Have attempts to raise awareness led to a rise in the detection of cases. Which is the most affected age group?
Early detection remains the key strategy to counter cancer incidence and mortality. However, a lack of awareness among women about symptoms, screening modalities, breast self-examination (BSE) and/or routine mammographic screening leads to negligence, resulting in a delay in diagnosis and treatment. However, at Prashanti Cancer Care Mission, several camps conducted for early detection have seen a rise in women keen to know more about the disease. The median age at first diagnosis of breast cancer in India is between 40 and 45. This is starkly different than the western population in which women get affected with breast cancer around mid-fifties. In India, many young and premenopausal women are affected whereas in the west, middle-aged, peri- or post-menopausal women get most affected.
Which is the most common cancer in India among men and women?
The top five types that affect Indian population are breast (14 per cent), oral (10.4 per cent), cervix uteri (8.4 per cent), lung (six per cent) and stomach (five per cent), of all cases. As of 2011, prostate cancer was the most common form among males (about 28 per cent of all new cases) and breast cancer was the most common in females (also about 20 per cent of all new cases). The leading cause of death in both males and females is lung cancer, contributing to 26.8 per cent of all cancer-related deaths.
Apart from preventive aspects, are there new treatment modalities?
Chemotherapy and radiation therapy are still part of the cancer clinical management drill. Both modalities also now focus on preserving the quality of life of the patients. Oncoplastic surgery, where breasts are saved in a manner that the aesthetics of the breast are improved, is becoming popular. Targetted therapeutic options are available in some variants of the disease; molecular oncology-based tests are becoming mainstream that allow tailor-made therapies based on the so-called personalised medicine approach. The high cost is a barrier.
Has the government helped in reducing cost of treatment?
Overall, several efforts have been made to bring down the cost of cancer treatment by reducing the cost of life-saving drugs. The government has floated patient-friendly policies where patients can avail the social-impact schemes to treat the diseases. Public private partnerships have been set up and national awareness and screening programmes for common cancers are expected to have an impact.
At Prashanti, several efforts have been undertaken to help prevent cancer. What are the future plans?

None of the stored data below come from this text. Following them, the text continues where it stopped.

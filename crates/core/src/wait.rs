//! Synchronization with an asynchronously rendering page.
//!
//! Every read or click goes through a [`Waiter`] first. Waits are bounded
//! blocking polls: the condition is probed at a fixed interval until it holds
//! or the policy timeout elapses. A satisfied condition is followed by the
//! policy's settle delay to absorb layout and animation the probe cannot see.

use std::fmt;
use std::future::Future;
use std::time::Duration;

use tokio::time::{Instant, sleep};
use tracing::debug;

use crate::driver::{Driver, Selector};
use crate::error::{Error, Result};

/// Bounds and pacing for one kind of wait.
#[derive(Debug, Clone, Copy, PartialEq, Eq)]
pub struct WaitPolicy {
	/// Give up after this long.
	pub timeout: Duration,
	/// Delay between probes.
	pub poll_interval: Duration,
	/// Fixed pause after the condition is satisfied.
	pub settle: Duration,
}

impl WaitPolicy {
	pub const fn new(timeout: Duration, poll_interval: Duration, settle: Duration) -> Self {
		Self {
			timeout,
			poll_interval,
			settle,
		}
	}

	/// Initial page render: 15 s, settle 800 ms.
	pub const fn page_load() -> Self {
		Self::new(Duration::from_secs(15), Duration::from_millis(250), Duration::from_millis(800))
	}

	/// Re-render after an action: 10 s, settle 100 ms.
	pub const fn action() -> Self {
		Self::new(Duration::from_secs(10), Duration::from_millis(250), Duration::from_millis(100))
	}

	/// Chat client loading a conversation: 20 s, no settle.
	pub const fn chat() -> Self {
		Self::new(Duration::from_secs(20), Duration::from_millis(250), Duration::ZERO)
	}

	pub const fn with_timeout(mut self, timeout: Duration) -> Self {
		self.timeout = timeout;
		self
	}

	pub const fn with_settle(mut self, settle: Duration) -> Self {
		self.settle = settle;
		self
	}
}

impl Default for WaitPolicy {
	fn default() -> Self {
		Self::action()
	}
}

/// A DOM readiness condition.
#[derive(Debug, Clone, PartialEq, Eq)]
pub enum Condition {
	/// At least one element matches.
	Present(Selector),
	/// The batch of matching elements has rendered (is non-empty).
	AllPresent(Selector),
}

impl Condition {
	pub fn selector(&self) -> &Selector {
		match self {
			Condition::Present(selector) | Condition::AllPresent(selector) => selector,
		}
	}
}

impl fmt::Display for Condition {
	fn fmt(&self, f: &mut fmt::Formatter<'_>) -> fmt::Result {
		match self {
			Condition::Present(selector) => write!(f, "presence of {selector}"),
			Condition::AllPresent(selector) => write!(f, "presence of all {selector}"),
		}
	}
}

/// Polls conditions under one [`WaitPolicy`].
#[derive(Debug, Clone, Copy, Default)]
pub struct Waiter {
	policy: WaitPolicy,
}

impl Waiter {
	pub fn new(policy: WaitPolicy) -> Self {
		Self { policy }
	}

	pub fn policy(&self) -> WaitPolicy {
		self.policy
	}

	/// Waits until `condition` holds, then settles.
	///
	/// # Errors
	///
	/// Returns [`Error::Timeout`] naming the condition when it does not hold in time.
	pub async fn await_condition<D: Driver>(&self, driver: &D, condition: &Condition) -> Result<()> {
		self.await_batch(driver, condition).await.map(|_| ())
	}

	/// Waits for the first element matching `selector` and returns it.
	pub async fn await_element<D: Driver>(&self, driver: &D, selector: &Selector) -> Result<D::Element> {
		let condition = Condition::Present(selector.clone());
		let batch = self.await_batch(driver, &condition).await?;
		batch.into_iter().next().ok_or_else(|| Error::not_found(selector.as_str()))
	}

	/// Waits until `element` is displayed and enabled. No settle is applied.
	pub async fn await_clickable<D: Driver>(&self, driver: &D, element: &D::Element) -> Result<()> {
		let probe = move || async move { driver.is_clickable(element).await.unwrap_or(false) };
		self.poll(probe).await.map_err(|ms| Error::Timeout {
			ms,
			condition: "element to be clickable".to_string(),
		})
	}

	async fn await_batch<D: Driver>(&self, driver: &D, condition: &Condition) -> Result<Vec<D::Element>> {
		debug!(target = "cafe", %condition, timeout_ms = self.policy.timeout.as_millis() as u64, "waiting");

		let selector = condition.selector();
		let deadline = Instant::now() + self.policy.timeout;
		let found = loop {
			match driver.find_all(selector).await {
				Ok(batch) if !batch.is_empty() => break batch,
				// probe errors mean "not yet": the page may be mid-navigation
				_ => {}
			}
			let now = Instant::now();
			if now >= deadline {
				return Err(Error::Timeout {
					ms: self.policy.timeout.as_millis() as u64,
					condition: condition.to_string(),
				});
			}
			sleep(self.policy.poll_interval.min(deadline - now)).await;
		};

		if !self.policy.settle.is_zero() {
			sleep(self.policy.settle).await;
		}
		debug!(target = "cafe", %condition, matched = found.len(), "condition satisfied");
		Ok(found)
	}

	/// Probes until true; on timeout returns the bound in milliseconds.
	async fn poll<F, Fut>(&self, mut probe: F) -> std::result::Result<(), u64>
	where
		F: FnMut() -> Fut,
		Fut: Future<Output = bool>,
	{
		let deadline = Instant::now() + self.policy.timeout;
		loop {
			if probe().await {
				return Ok(());
			}
			let now = Instant::now();
			if now >= deadline {
				return Err(self.policy.timeout.as_millis() as u64);
			}
			sleep(self.policy.poll_interval.min(deadline - now)).await;
		}
	}
}
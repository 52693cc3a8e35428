use std::time::{Duration, Instant};

use cafe::{BrowserSession, CafeController, CartSnapshot, WebDriver};
use serde::Serialize;

use super::{Context, finish, wait_for_enter};
use crate::cli::OrderArgs;
use crate::error::Result;

#[derive(Debug, Serialize)]
#[serde(rename_all = "camelCase")]
pub struct AddedProduct {
	/// Product label, or `#<index>` for positional adds.
	pub product: String,
	pub quantity: u32,
}

#[derive(Debug, Serialize)]
#[serde(rename_all = "camelCase")]
pub struct OrderOutcome {
	pub added: Vec<AddedProduct>,
	pub badge: u32,
	pub cart: CartSnapshot,
}

pub async fn run(ctx: &Context, args: OrderArgs) -> Result<()> {
	let start = Instant::now();
	let url = ctx.config.page_url(args.page.url.as_deref())?;

	let mut session = ctx.cafe_session(&args.page).await?;
	let mut outcome = place_order(ctx, &mut session, &url, &args).await;
	if args.hold && outcome.is_ok() {
		if let Err(err) = wait_for_enter("Press Enter to close the browser...").await {
			outcome = Err(err);
		}
	}
	finish(session).await;

	ctx.emit("order", start, outcome?);
	Ok(())
}

async fn place_order(ctx: &Context, session: &mut BrowserSession, url: &str, args: &OrderArgs) -> Result<OrderOutcome> {
	let mut cafe = ctx.controller(session);
	cafe.open(url).await?;
	let added = apply(&mut cafe, args, ctx.config.pace(args.pace_ms)).await?;

	Ok(OrderOutcome {
		added,
		badge: cafe.cart_badge().await?,
		cart: cafe.read_cart().await?,
	})
}

/// Adds the requested products in order: positions first, then names.
pub(super) async fn apply(cafe: &mut CafeController<'_, WebDriver>, args: &OrderArgs, pace: Duration) -> Result<Vec<AddedProduct>> {
	let mut added = Vec::with_capacity(args.indices.len() + args.items.len());

	for &index in &args.indices {
		cafe.add_by_index(index, pace).await?;
		added.push(AddedProduct {
			product: format!("#{index}"),
			quantity: 1,
		});
	}

	for item in &args.items {
		let label = cafe.add_by_name(&item.name, item.quantity, pace).await?;
		added.push(AddedProduct {
			product: label,
			quantity: item.quantity,
		});
	}

	if args.open_cart {
		cafe.open_cart_panel().await?;
	}
	if args.report {
		cafe.open_report().await?;
	}
	Ok(added)
}
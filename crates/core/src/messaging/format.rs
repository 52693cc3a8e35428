use cafe_protocol::{CartSnapshot, MenuItem};
use serde::{Deserialize, Serialize};

/// Fixed text around a rendered menu message.
#[derive(Debug, Clone, PartialEq, Eq, Serialize, Deserialize)]
#[serde(default)]
pub struct MessageTemplate {
	pub header: String,
	pub cart_heading: String,
	pub footer: String,
}

impl Default for MessageTemplate {
	fn default() -> Self {
		Self {
			header: "☕ *CAFETERIA MENU*".to_string(),
			cart_heading: "🛒 *Your cart:*".to_string(),
			footer: "📞 Contact us to order.".to_string(),
		}
	}
}

impl MessageTemplate {
	/// Renders the menu and, when given and non-empty, the cart.
	///
	/// Cart amounts are the snapshot's own figures; nothing is recomputed.
	pub fn render(&self, menu: &[MenuItem], cart: Option<&CartSnapshot>) -> String {
		let mut lines = vec![self.header.clone(), String::new()];
		lines.extend(menu.iter().map(|item| format!("{} - {}", item.name, item.price)));

		if let Some(cart) = cart.filter(|cart| !cart.is_empty()) {
			lines.push(String::new());
			lines.push(self.cart_heading.clone());
			lines.extend(
				cart.items
					.iter()
					.map(|item| format!("  • {} x{} - ${}", item.name, item.quantity, item.subtotal.grouped())),
			);
			lines.push(format!("  Total: ${}", cart.total.grouped()));
		}

		lines.push(String::new());
		lines.push(self.footer.clone());
		lines.join("\n")
	}
}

About 400 prevention awareness programmes were held last year. We have set up buses equipped with mammography machine and around 6,500 women were screened and six cases detected that demonstrates the impact of community screening. An MCH programme in oncoplastic surgery has been set up where breast surgeons across India and Southeast Asia are being trained. At the newly set up Centre for Translational Cancer Research (CTCR – a joint initiative between Prashanti and IISER Pune), oncologists and molecular biologists are collaborating to gain new insights into breast cancer biology in the context of Indian population.